Q&A: Cookbook Author Tanorria Askew

A smiling woman wearing a gray sweater
Cookbook author Tanorria Askew

A 2016 appearance on Season 7 of Gordon Ramsay’s competitive-cooking show MasterChef established Tennessee-born Tanorria Askew as a culinary up-and-comer. A Teachers Credit Union coordinator at the time, she finished fourth in the competition, impressing the judges with her comfort-food finesse. Ramsay declared her andouille-spiked shrimp and grits the best he had ever tasted.

After the show ran, reality TV became Askew’s reality—she left her credit union job to prepare food full time, living her dream as a private chef, food writer, co-host of the Black Girls Eating podcast, and now, a published cookbook author. Askew shares her wisdom in Staples + 5: 100 Simple Recipes to Make the Most of Your Pantry. Guiding readers through simple but stunning dishes like bacon-wrapped dates; a tidy chicken, mushroom, and rice skillet casserole; and Church Lady Potato Salad with plenty of paprika, Askew preaches the importance of a smartly stocked larder over an elaborate one. Here, she points us in the direction of shrimp-and-grits greatness, shares her Sunday dinner plans, and gives props to Julia Child.

Do you have a big kitchen?

I do not have a big kitchen. I have a fairly outdated kitchen that is covered in ivy wallpaper. I dream of having a wall like Julia Child’s, where she hung all of her pots and pans and labeled them. I would love to do that with my cast-iron skillets. I’m from Chattanooga, Tennessee, and I was born near the Lodge Cast Iron factory. I have quite a collection.

Is there one great fake-it-till-you-make-it recipe from your book that is surprisingly easy to prepare but looks amazing?

The lemon spaghetti with garlicky roasted shrimp. It sounds really fancy, presents beautifully, and makes a nice quantity if you’re entertaining. But it really is just tossing pasta and pasta water with lemon juice and roasting some shrimp in the oven. It is so delicious and bright. And because it’s pasta, it’s also really filling.

On the subject of shrimp, you are famous for your shrimp and grits. I think a lot of people are intimidated by shrimp, or they don’t really know now to prepare it properly. What advice would you give them?

I think people are cooking shrimp too long and at the wrong temperature, which makes it come out rubbery, sometimes almost gritty. The key to cooking shrimp is to cook it on high heat quickly. Whether you are searing it in a skillet or roasting it in the oven, you’re only going to cook it for five to 10 minutes, depending on how big your shrimp are. In the oven, I wouldn’t cook it any lower than 400 degrees. When you are searing it on the stovetop, use medium-high heat for one to two minutes on each side.

How about the grits?

Don’t be afraid to use an obnoxious amount of cream and butter. But most importantly, if you’re cooking grits for any type of savory application, they absolutely should be cooked in stock, not water. This is the only opportunity you have to season the grits and flavor them. Even if you are just cooking grits for breakfast application—like as a side with bacon and eggs—that water should be seasoned well with salt.

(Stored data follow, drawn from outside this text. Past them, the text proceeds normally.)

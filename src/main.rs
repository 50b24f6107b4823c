//! Local invoker for the edge rewrite functions.
//!
//! Runs one function against a CloudFront trigger event and prints what the
//! function hands back to the CDN.

use anyhow::{Context, Result};
use clap::Parser;
use edge_rewrites::{handler_for, FunctionKind, FunctionLog};
use serde_json::Value as JsonValue;
use std::io::Read;
use std::path::PathBuf;
use tracing::info;
use tracing_subscriber::{fmt, prelude::*, EnvFilter};

#[derive(Parser, Debug)]
#[command(name = "edge-rewrites")]
#[command(author, version, about = "Run a CloudFront edge rewrite function locally")]
struct Args {
    /// Function to run
    #[arg(short, long, env = "EDGE_FUNCTION", value_enum)]
    function: FunctionKind,

    /// Event file path (YAML or JSON). Reads JSON from stdin if omitted.
    #[arg(short, long)]
    event: Option<PathBuf>,

    /// Pretty-print the result
    #[arg(long)]
    pretty: bool,

    /// Output logs as JSON
    #[arg(long)]
    json_logs: bool,

    /// Log level (trace, debug, info, warn, error)
    #[arg(long, default_value = "info")]
    log_level: String,

    /// Print an example trigger event for the function and exit.
    #[arg(long)]
    example_event: bool,
}

fn example_event(kind: FunctionKind) -> &'static str {
    match kind {
        FunctionKind::DeeplinkIndex => {
            r#"{
  "Records": [
    {
      "cf": {
        "config": {
          "distributionDomainName": "d111111abcdef8.cloudfront.net",
          "distributionId": "EDFDVBD6EXAMPLE",
          "eventType": "origin-request",
          "requestId": "4TyzHTaYWb1GX1qTfsHhEqV6HUDd_BzoBZnwfnvQc_1oF26ClkoUSEQ=="
        },
        "request": {
          "clientIp": "203.0.113.178",
          "headers": {
            "host": [{ "key": "Host", "value": "d111111abcdef8.cloudfront.net" }]
          },
          "method": "GET",
          "querystring": "",
          "uri": "/blog/"
        }
      }
    }
  ]
}"#
        }
        FunctionKind::NoStoreCache => {
            r#"{
  "Records": [
    {
      "cf": {
        "config": {
          "distributionDomainName": "d111111abcdef8.cloudfront.net",
          "distributionId": "EDFDVBD6EXAMPLE",
          "eventType": "origin-response",
          "requestId": "4TyzHTaYWb1GX1qTfsHhEqV6HUDd_BzoBZnwfnvQc_1oF26ClkoUSEQ=="
        },
        "response": {
          "headers": {
            "cache-control": [{ "key": "Cache-Control", "value": "max-age=3600" }],
            "content-type": [{ "key": "Content-Type", "value": "text/html" }]
          },
          "status": "200",
          "statusDescription": "OK"
        }
      }
    }
  ]
}"#
        }
        FunctionKind::WwwToRootRedirect => {
            r#"{
  "Records": [
    {
      "cf": {
        "config": {
          "distributionDomainName": "d111111abcdef8.cloudfront.net",
          "distributionId": "EDFDVBD6EXAMPLE",
          "eventType": "viewer-request",
          "requestId": "4TyzHTaYWb1GX1qTfsHhEqV6HUDd_BzoBZnwfnvQc_1oF26ClkoUSEQ=="
        },
        "request": {
          "clientIp": "203.0.113.178",
          "headers": {
            "host": [{ "key": "Host", "value": "www.example.com" }]
          },
          "method": "GET",
          "querystring": "",
          "uri": "/a/b"
        }
      }
    }
  ]
}"#
        }
    }
}

/// Read the event document from a file (by extension) or from stdin.
fn load_event(path: Option<&PathBuf>) -> Result<JsonValue> {
    let Some(path) = path else {
        let mut content = String::new();
        std::io::stdin()
            .read_to_string(&mut content)
            .context("Failed to read event from stdin")?;
        return serde_json::from_str(&content).context("Failed to parse event from stdin");
    };

    let content = std::fs::read_to_string(path)
        .with_context(|| format!("Failed to read event file: {}", path.display()))?;

    let event = if path
        .extension()
        .is_some_and(|e| e == "yaml" || e == "yml")
    {
        serde_yaml::from_str(&content)?
    } else {
        serde_json::from_str(&content)?
    };

    Ok(event)
}

/// Log to stderr so stdout carries only the function's output.
fn init_tracing(args: &Args) {
    let filter =
        EnvFilter::try_from_default_env().unwrap_or_else(|_| EnvFilter::new(&args.log_level));

    let fmt_layer = fmt::layer().with_writer(std::io::stderr);
    let fmt_layer = if args.json_logs {
        fmt_layer.json().boxed()
    } else {
        fmt_layer.boxed()
    };

    tracing_subscriber::registry()
        .with(filter)
        .with(fmt_layer)
        .init();
}

fn main() -> Result<()> {
    let args = Args::parse();

    init_tracing(&args);

    if args.example_event {
        println!("{}", example_event(args.function));
        return Ok(());
    }

    let event = load_event(args.event.as_ref())?;

    let handler = handler_for(args.function, FunctionLog::current());

    info!(
        function = handler.name(),
        phase = %handler.phase(),
        event = ?args.event,
        "Invoking edge function"
    );

    let output = handler
        .handle_value(event)
        .with_context(|| format!("Edge function {} failed", args.function))?;

    let rendered = if args.pretty {
        serde_json::to_string_pretty(&output)?
    } else {
        serde_json::to_string(&output)?
    };
    println!("{}", rendered);

    Ok(())
}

What do you love to make at home?

Oftentimes, throughout the week, I’m just honestly too busy to cook, so I may make a meal that will last a couple of days. Chicken wings are very popular in my house. I bake them in the oven. There is a recipe in the cookbook for crispy chicken wings in the oven. But on Sundays, I cook what I want. If you don’t like it, you don’t need it. And so, I will do something low and slow like a pot roast or short ribs or ox tails. Or I will do a really hearty soup or stew. In the summer, I will throw some sea bass on the grill.

Is MasterChef an experience that you ever want to do again?

MasterChef was an absolutely amazing experience. I don’t know that I would do a lengthy competition show like that again; I was gone for 72 days. But I would love to be on some type of cooking competition. My ultimate dream is to have my own cooking show—something more along the lines of teaching, like a Julia Child–type show. I feel like we need to get back to that.

What else are you working on right now?

I’m very fortunate that Indianapolis loves me. I feel like had I been in a different city, maybe in New York or Chicago, I may have gone under the radar after MasterChef. But I feel like Indianapolis is taking care of me as far as my career goes. Between the Black Girls Eating podcast and dinner party season (which, even though I think it’s slow in the winter, it’s not), I am doing something really fun with the book. At the start of the year, I’m picking up my Conquering the Kitchen virtual cooking classes with Staples + 5. So we are making recipes out of the cookbook, once a month. It’s a public virtual cooking class. Anyone from anywhere can register and join me for about 90 minutes and make a recipe. I just want to get the message out to people at any income level and any food-access level that they can make good, wholesome food. I feel like being in a city that has one of the largest food deserts in the nation, that message needs to be loud and clear.